Date of Award

1-1-2022

Document Type

Open Access Thesis

Degree Name

Medical Doctor (MD)

Department

Medicine

First Advisor

Naomi Rogers

Abstract

In 1962, C. Henry Kempe published his landmark work, The Battered Child Syndrome, and set into motion a new discourse on child abuse within the American pediatrics community. This paper discusses the tension pediatricians felt between longstanding assumptions of parental virtue and the implications of the emerging conversation on child abuse started by Kempe. It also discusses the resistance shown by some pediatricians to accepting the reality of abuse and the slow process by which that resistance was overcome, aided by factors such as pediatricians’ involvement in adoption procedures. As pediatricians began confronting and understanding child abuse more deeply, their views of the ‘family’ and who they served became more nuanced and complicated. Their engagement in the conversation on child abuse therefore also influenced their thinking about related issues such as family privacy, corporal punishment, and children’s rights.
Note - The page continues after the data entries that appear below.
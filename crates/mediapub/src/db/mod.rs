//! Database module for persistent storage.
//!
//! Uses rusqlite (SQLite) with a thread-safe `Database` handle.
//! All access is serialized through a `Mutex<Connection>`.
//! The orchestration layer only sees the [`DataStore`] trait.

use std::path::{Path, PathBuf};
use std::sync::{Arc, Mutex};

use chrono::{DateTime, Utc};
use rusqlite::{Connection, Transaction};

use crate::model::{Job, JobFilter, JobType, PublishJob};

pub mod error;
pub mod job_repo;
pub mod migrations;
pub mod publish_job_repo;

pub use error::DatabaseError;

/// Transactional storage for publish jobs and their jobs.
pub trait DataStore: Send + Sync {
    fn save_publish_job(&self, publish_job: &PublishJob) -> Result<(), DatabaseError>;

    fn find_publish_job(&self, id: &str) -> Result<Option<PublishJob>, DatabaseError>;

    /// Writes the publish job and every job in one transaction. Either all
    /// records are stored or none are.
    fn queue_publish_job(
        &self,
        publish_job: &PublishJob,
        jobs: &[Job],
    ) -> Result<(), DatabaseError>;

    fn save_job(&self, job: &Job) -> Result<(), DatabaseError>;

    fn find_job(&self, id: &str) -> Result<Option<Job>, DatabaseError>;

    fn find_jobs(
        &self,
        publish_job_id: &str,
        filter: &JobFilter,
    ) -> Result<Vec<Job>, DatabaseError>;

    /// Atomically picks the oldest job of `job_type` that is due at `now` and
    /// marks it started. Jobs of aborted publish jobs are skipped.
    fn claim_next_job(
        &self,
        job_type: JobType,
        now: DateTime<Utc>,
    ) -> Result<Option<Job>, DatabaseError>;

    /// Earliest `queued_at` among claimable jobs of `job_type`, due or not.
    fn next_queued_at(&self, job_type: JobType) -> Result<Option<DateTime<Utc>>, DatabaseError>;
}

/// Thread-safe database handle wrapping a single rusqlite connection.
///
/// Cloning is cheap (inner `Arc`). All access is serialized through
/// a `Mutex`, which is fine for SQLite (which serializes writes anyway).
/// WAL mode is enabled for concurrent read performance.
#[derive(Clone)]
pub struct Database {
    conn: Arc<Mutex<Connection>>,
}

impl Database {
    /// Opens (or creates) the database at the given path and runs all
    /// pending migrations.
    pub fn open(path: &Path) -> Result<Self, DatabaseError> {
        if let Some(parent) = path.parent() {
            std::fs::create_dir_all(parent).map_err(|e| DatabaseError::Io {
                path: parent.to_path_buf(),
                source: e,
            })?;
        }

        let conn = Connection::open(path)?;
        conn.execute_batch("PRAGMA journal_mode=WAL; PRAGMA foreign_keys=ON;")?;

        migrations::run_all(&conn)?;

        log::info!("Database opened at {}", path.display());

        Ok(Self {
            conn: Arc::new(Mutex::new(conn)),
        })
    }

    /// Opens an in-memory database for testing. Runs all migrations.
    pub fn open_in_memory() -> Result<Self, DatabaseError> {
        let conn = Connection::open_in_memory()?;
        conn.execute_batch("PRAGMA foreign_keys=ON;")?;

        migrations::run_all(&conn)?;

        Ok(Self {
            conn: Arc::new(Mutex::new(conn)),
        })
    }

    /// Provides locked access to the underlying connection.
    pub fn with_conn<F, T>(&self, f: F) -> Result<T, DatabaseError>
    where
        F: FnOnce(&Connection) -> Result<T, DatabaseError>,
    {
        let conn = self.conn.lock().map_err(|_| DatabaseError::LockPoisoned)?;
        f(&conn)
    }

    /// Runs `f` inside a transaction. The transaction is committed when `f`
    /// returns `Ok` and rolled back otherwise.
    pub fn with_transaction<F, T>(&self, f: F) -> Result<T, DatabaseError>
    where
        F: FnOnce(&Transaction<'_>) -> Result<T, DatabaseError>,
    {
        let mut conn = self.conn.lock().map_err(|_| DatabaseError::LockPoisoned)?;
        let tx = conn.transaction()?;
        let value = f(&tx)?;
        tx.commit()?;
        Ok(value)
    }
}

impl DataStore for Database {
    fn save_publish_job(&self, publish_job: &PublishJob) -> Result<(), DatabaseError> {
        publish_job_repo::save(self, publish_job)
    }

    fn find_publish_job(&self, id: &str) -> Result<Option<PublishJob>, DatabaseError> {
        publish_job_repo::find_by_id(self, id)
    }

    fn queue_publish_job(
        &self,
        publish_job: &PublishJob,
        jobs: &[Job],
    ) -> Result<(), DatabaseError> {
        publish_job_repo::save_with_jobs(self, publish_job, jobs)
    }

    fn save_job(&self, job: &Job) -> Result<(), DatabaseError> {
        job_repo::save(self, job)
    }

    fn find_job(&self, id: &str) -> Result<Option<Job>, DatabaseError> {
        job_repo::find_by_id(self, id)
    }

    fn find_jobs(
        &self,
        publish_job_id: &str,
        filter: &JobFilter,
    ) -> Result<Vec<Job>, DatabaseError> {
        job_repo::find_for_publish_job(self, publish_job_id, filter)
    }

    fn claim_next_job(
        &self,
        job_type: JobType,
        now: DateTime<Utc>,
    ) -> Result<Option<Job>, DatabaseError> {
        job_repo::claim_next(self, job_type, now)
    }

    fn next_queued_at(&self, job_type: JobType) -> Result<Option<DateTime<Utc>>, DatabaseError> {
        job_repo::next_queued_at(self, job_type)
    }
}

/// Returns the canonical database path: `~/.mediapub/data/mediapub.db`.
pub fn default_database_path() -> Option<PathBuf> {
    dirs::home_dir().map(|h| h.join(".mediapub").join("data").join("mediapub.db"))
}

/// Timestamps are stored as epoch milliseconds.
pub(crate) fn to_millis(ts: Option<DateTime<Utc>>) -> Option<i64> {
    ts.map(|t| t.timestamp_millis())
}

pub(crate) fn from_millis(millis: Option<i64>) -> Option<DateTime<Utc>> {
    millis.and_then(DateTime::from_timestamp_millis)
}
//! Job execution: one [`Executor`] per job type, each running a [`JobRunner`].

pub mod executor;

pub use executor::Executor;

use crate::error::JobExecutionError;
use crate::model::{Job, JobFailure, PublishJob};

/// What a runner can see of the publish job it works for.
#[derive(Debug, Clone)]
pub struct JobContext {
    pub publish_job: PublishJob,
    /// Results of the finished render jobs of the publish job.
    pub rendered_files: Vec<String>,
}

/// Performs one job. Returns the job result, e.g. a file path or URL.
pub trait JobRunner: Send + Sync {
    fn run(&self, job: &Job, ctx: &JobContext) -> Result<String, JobExecutionError>;
}

impl<F> JobRunner for F
where
    F: Fn(&Job, &JobContext) -> Result<String, JobExecutionError> + Send + Sync,
{
    fn run(&self, job: &Job, ctx: &JobContext) -> Result<String, JobExecutionError> {
        self(job, ctx)
    }
}

/// Outcome of a single run, sent from an executor to the controller.
#[derive(Debug, Clone)]
pub enum JobEvent {
    Succeeded { job: Job, result: String },
    Failed { job: Job, failure: JobFailure },
}

impl JobEvent {
    pub fn job(&self) -> &Job {
        match self {
            JobEvent::Succeeded { job, .. } | JobEvent::Failed { job, .. } => job,
        }
    }
}
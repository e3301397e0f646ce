use std::collections::HashSet;

use tracing::{debug, warn};

use super::{PublisherAction, RetryPolicy, SitePublisher};
use crate::model::{Job, JobFailure, JobType, PublishJob};

#[derive(Debug, Clone, Default, PartialEq, Eq)]
pub struct PublisherOptions {
    /// Spec attached to the render job, e.g. an output profile.
    pub render_spec: Option<String>,
    /// Encrypt the rendered files in place once every upload succeeded.
    pub encrypt_at_rest: bool,
    pub retry: RetryPolicy,
}

/// Render once, upload to every site key, optionally encrypt the local render.
///
/// Progress is tracked by job id, so a stray or repeated callback cannot
/// move the publish job forward twice.
pub struct GenericSitePublisher {
    name: String,
    options: PublisherOptions,
    renders_pending: HashSet<String>,
    uploads_pending: HashSet<String>,
    encrypt_pending: Option<String>,
    done: bool,
}

impl GenericSitePublisher {
    pub fn new(name: impl Into<String>, options: PublisherOptions) -> Self {
        Self {
            name: name.into(),
            options,
            renders_pending: HashSet::new(),
            uploads_pending: HashSet::new(),
            encrypt_pending: None,
            done: false,
        }
    }

    fn enqueue_uploads(&mut self, publish_job: &PublishJob) -> Vec<PublisherAction> {
        let mut seen = HashSet::new();
        publish_job
            .site_keys
            .iter()
            .filter(|site| seen.insert(site.as_str()))
            .map(|site| {
                let job = Job::new(JobType::Upload, &publish_job.id, Some(site.clone()), None);
                self.uploads_pending.insert(job.id.clone());
                PublisherAction::Enqueue(job)
            })
            .collect()
    }

    fn finish(&mut self) -> Vec<PublisherAction> {
        self.done = true;
        vec![PublisherAction::Finish]
    }
}

impl SitePublisher for GenericSitePublisher {
    fn name(&self) -> &str {
        &self.name
    }

    fn start(&mut self, publish_job: &PublishJob) -> Vec<PublisherAction> {
        let render = Job::new(
            JobType::Render,
            &publish_job.id,
            None,
            self.options.render_spec.clone(),
        );
        self.renders_pending.insert(render.id.clone());
        vec![PublisherAction::Enqueue(render)]
    }

    fn job_succeeded(&mut self, publish_job: &PublishJob, job: &Job) -> Vec<PublisherAction> {
        if self.done {
            debug!(publisher = %self.name, job = %job, "ignoring completion after finish");
            return Vec::new();
        }

        match job.job_type {
            JobType::Render => {
                if !self.renders_pending.remove(&job.id) {
                    warn!(publisher = %self.name, job = %job, "unexpected render completion");
                    return Vec::new();
                }
                if self.renders_pending.is_empty() {
                    self.enqueue_uploads(publish_job)
                } else {
                    Vec::new()
                }
            }
            JobType::Upload => {
                if !self.uploads_pending.remove(&job.id) {
                    warn!(publisher = %self.name, job = %job, "unexpected upload completion");
                    return Vec::new();
                }
                if !self.uploads_pending.is_empty() {
                    return Vec::new();
                }
                if self.options.encrypt_at_rest {
                    let encrypt = Job::new(JobType::Encrypt, &publish_job.id, None, None);
                    self.encrypt_pending = Some(encrypt.id.clone());
                    vec![PublisherAction::Enqueue(encrypt)]
                } else {
                    self.finish()
                }
            }
            JobType::Encrypt => {
                if self.encrypt_pending.as_deref() == Some(job.id.as_str()) {
                    self.encrypt_pending = None;
                    self.finish()
                } else {
                    warn!(publisher = %self.name, job = %job, "unexpected encrypt completion");
                    Vec::new()
                }
            }
        }
    }

    fn job_failed(
        &mut self,
        _publish_job: &PublishJob,
        job: &Job,
        failure: &JobFailure,
    ) -> Vec<PublisherAction> {
        if self.done {
            return Vec::new();
        }

        if self.options.retry.should_retry(job.attempts) {
            let delay = self.options.retry.delay_after(job.attempts);
            debug!(
                publisher = %self.name,
                job = %job,
                attempts = job.attempts,
                delay_ms = delay.as_millis() as u64,
                "scheduling retry"
            );
            return vec![PublisherAction::Retry {
                job: job.clone(),
                delay,
            }];
        }

        self.done = true;
        vec![PublisherAction::Abort {
            reason: format!(
                "{} failed after {} attempt(s): {}",
                job, job.attempts, failure
            ),
        }]
    }
}
use bevy_ecs::{
    query::With,
    system::{Query, Res},
};

use crate::constants::player;
use crate::systems::{Arena, Collider, InputSnapshot, PlayerControlled, Position, Stamina};

/// Chooses the player's speed for this tick and updates stamina accordingly.
///
/// Running needs stamina left; regeneration only happens while the run button is released.
pub fn apply_stamina(stamina: &mut Stamina, running: bool) -> f32 {
    let speed = if running && stamina.current > 0.0 {
        stamina.current -= player::STAMINA_DRAIN;
        player::RUN_SPEED
    } else {
        if !running && stamina.current < stamina.max {
            stamina.current += player::STAMINA_REGEN;
        }
        player::NORMAL_SPEED
    };

    stamina.current = stamina.current.clamp(0.0, stamina.max);
    speed
}

pub fn player_movement_system(
    input: Res<InputSnapshot>,
    arena: Res<Arena>,
    mut players: Query<(&mut Position, &mut Stamina, &Collider), With<PlayerControlled>>,
) {
    for (mut position, mut stamina, collider) in players.iter_mut() {
        let speed = apply_stamina(&mut stamina, input.running());
        let target = position.0 + input.movement_intent() * speed;
        position.0 = arena.clamp(target, collider.size);
    }
}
This paper is based on an analysis of primary literature published in the journal Pediatrics between 1962 and the late 1970s, the historical period in which child abuse was explicitly named, defined, and discussed for the first time in the medical literature. Contemporary pediatricians continue to grapple with questions about children’s rights, shared decision-making, and the importance of minors’ consent. The COVID-19 pandemic has also brought the topic of child abuse to the forefront of pediatricians’ consciousness, as rates of abuse and neglect are suspected to be high given the stressors brought on by the pandemic and the interruption to in-person school attendance. Today, child abuse is an established part of the pediatric lexicon and pediatricians face the challenge of championing children’s rights while constrained by the limited resources health care has to address child abuse and neglect.